Source data
+++++
#[tokio::main]
async fn main() {
    settlement_engine::run(std::env::args()).await;
}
+++++
Task prompt
Please restate word for word the lines of the material above, beginning with the one that holds "async fn main()" and ending with the last.

Output of the exercise
async fn main() {
    settlement_engine::run(std::env::args()).await;
}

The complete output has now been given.